**EXERCISE PROMPT**
Among the records below, find the line that has "pub struct BrowserSession"; from there, give the lines again exactly, and stop after the line that has "pub fn launch(options: LaunchOptions)".

**STORED DATA**

⁂

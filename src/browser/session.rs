use crate::{browser::config::{ConnectionOptions, LaunchOptions},
            error::{BrowserError, Result}};
use headless_chrome::{Browser, Tab};
use std::{ffi::OsStr, sync::Arc, time::Duration};

/// A Chrome/Chromium instance, launched by us or attached to
pub struct BrowserSession {
    /// The underlying headless_chrome Browser instance
    browser: Browser,
}

impl BrowserSession {
    /// Launch a new browser instance with the given options
    pub fn launch(options: LaunchOptions) -> Result<Self> {
        let mut launch_opts = headless_chrome::LaunchOptions::default();

        // Keep the site from flagging the session as automated
        launch_opts.ignore_default_args.push(OsStr::new("--enable-automation"));
        launch_opts.args.push(OsStr::new("--disable-blink-features=AutomationControlled"));

        // The operator may take a while to log in before the run starts
        launch_opts.idle_browser_timeout = Duration::from_secs(60 * 60);

        launch_opts.headless = options.headless;
        launch_opts.window_size = Some((options.window_width, options.window_height));

        if let Some(path) = options.chrome_path {
            launch_opts.path = Some(path);
        }

        if let Some(dir) = options.user_data_dir {
            launch_opts.user_data_dir = Some(dir);
        }

        launch_opts.sandbox = options.sandbox;

        let browser = Browser::new(launch_opts).map_err(|e| BrowserError::LaunchFailed(e.to_string()))?;

        browser.new_tab().map_err(|e| BrowserError::LaunchFailed(format!("Failed to create tab: {}", e)))?;

        Ok(Self { browser })
    }

    /// Connect to an existing browser instance via WebSocket
    pub fn connect(options: ConnectionOptions) -> Result<Self> {
        let browser = Browser::connect_with_timeout(options.ws_url, Duration::from_millis(options.timeout))
            .map_err(|e| BrowserError::ConnectionFailed(e.to_string()))?;

        Ok(Self { browser })
    }

    /// Whether the DevTools connection still answers
    pub fn is_alive(&self) -> bool {
        self.browser.get_version().is_ok()
    }

    /// Get all tabs
    pub fn get_tabs(&self) -> Result<Vec<Arc<Tab>>> {
        let tabs = self
            .browser
            .get_tabs()
            .lock()
            .map_err(|e| BrowserError::TabOperationFailed(format!("Failed to get tabs: {}", e)))?
            .clone();

        Ok(tabs)
    }

    /// Pick the tab to drive.
    ///
    /// A tab whose URL contains `url_hint` wins. Otherwise the visible and
    /// focused tab, then any visible tab, then the first tab.
    pub fn get_active_tab(&self, url_hint: Option<&str>) -> Result<Arc<Tab>> {
        let tabs = self.get_tabs()?;

        if let Some(hint) = url_hint.filter(|h| !h.is_empty()) {
            if let Some(tab) = tabs.iter().find(|tab| tab.get_url().contains(hint)) {
                return Ok(tab.clone());
            }
            log::debug!("No tab URL contains {:?}", hint);
        }

        for check in [
            "document.visibilityState === 'visible' && document.hasFocus()",
            "document.visibilityState === 'visible'",
        ] {
            for tab in &tabs {
                match tab.evaluate(check, false) {
                    Ok(remote_object) => {
                        if remote_object.value.and_then(|v| v.as_bool()).unwrap_or(false) {
                            return Ok(tab.clone());
                        }
                    }
                    Err(e) => log::debug!("Failed to check tab status: {}", e),
                }
            }
        }

        tabs.first()
            .cloned()
            .ok_or_else(|| BrowserError::TabOperationFailed("No tab open".to_string()))
    }

    /// Get the underlying Browser instance
    pub fn browser(&self) -> &Browser {
        &self.browser
    }

    /// Navigate the active tab and wait for the load to finish
    pub fn navigate(&self, url: &str, url_hint: Option<&str>) -> Result<()> {
        let tab = self.get_active_tab(url_hint)?;
        tab.navigate_to(url)
            .map_err(|e| BrowserError::TabOperationFailed(format!("Failed to navigate to {}: {}", url, e)))?;
        tab.wait_until_navigated()
            .map_err(|e| BrowserError::Timeout(format!("Navigation to {}: {}", url, e)))?;

        Ok(())
    }
}

#[cfg(test)]
mod tests {
    use super::*;

    // Integration tests (require Chrome to be installed)
    #[test]
    #[ignore] // Ignore by default, run with: cargo test -- --ignored
    fn test_launch_browser() {
        let session = BrowserSession::launch(LaunchOptions::new().headless(true)).expect("Failed to launch browser");
        assert!(session.is_alive());
    }

    #[test]
    #[ignore]
    fn test_get_active_tab() {
        let session = BrowserSession::launch(LaunchOptions::new().headless(true)).expect("Failed to launch browser");

        let tab = session.get_active_tab(None);
        assert!(tab.is_ok());
    }

    #[test]
    #[ignore]
    fn test_tab_url_hint() {
        let session = BrowserSession::launch(LaunchOptions::new().headless(true)).expect("Failed to launch browser");
        session
            .navigate("data:text/html,<title>impact</title>", None)
            .expect("Failed to navigate");

        let tab = session.get_active_tab(Some("data:text/html")).expect("No tab");
        assert!(tab.get_url().starts_with("data:text/html"));
    }

    #[test]
    fn test_connect_refused() {
        let result = BrowserSession::connect(ConnectionOptions::new("ws://127.0.0.1:9/devtools/browser/none").timeout(500));
        assert!(matches!(result, Err(BrowserError::ConnectionFailed(_))));
    }
}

⁂

**COMPLETED TASK**
pub struct BrowserSession {
    /// The underlying headless_chrome Browser instance
    browser: Browser,
}

impl BrowserSession {
    /// Launch a new browser instance with the given options
    pub fn launch(options: LaunchOptions) -> Result<Self> {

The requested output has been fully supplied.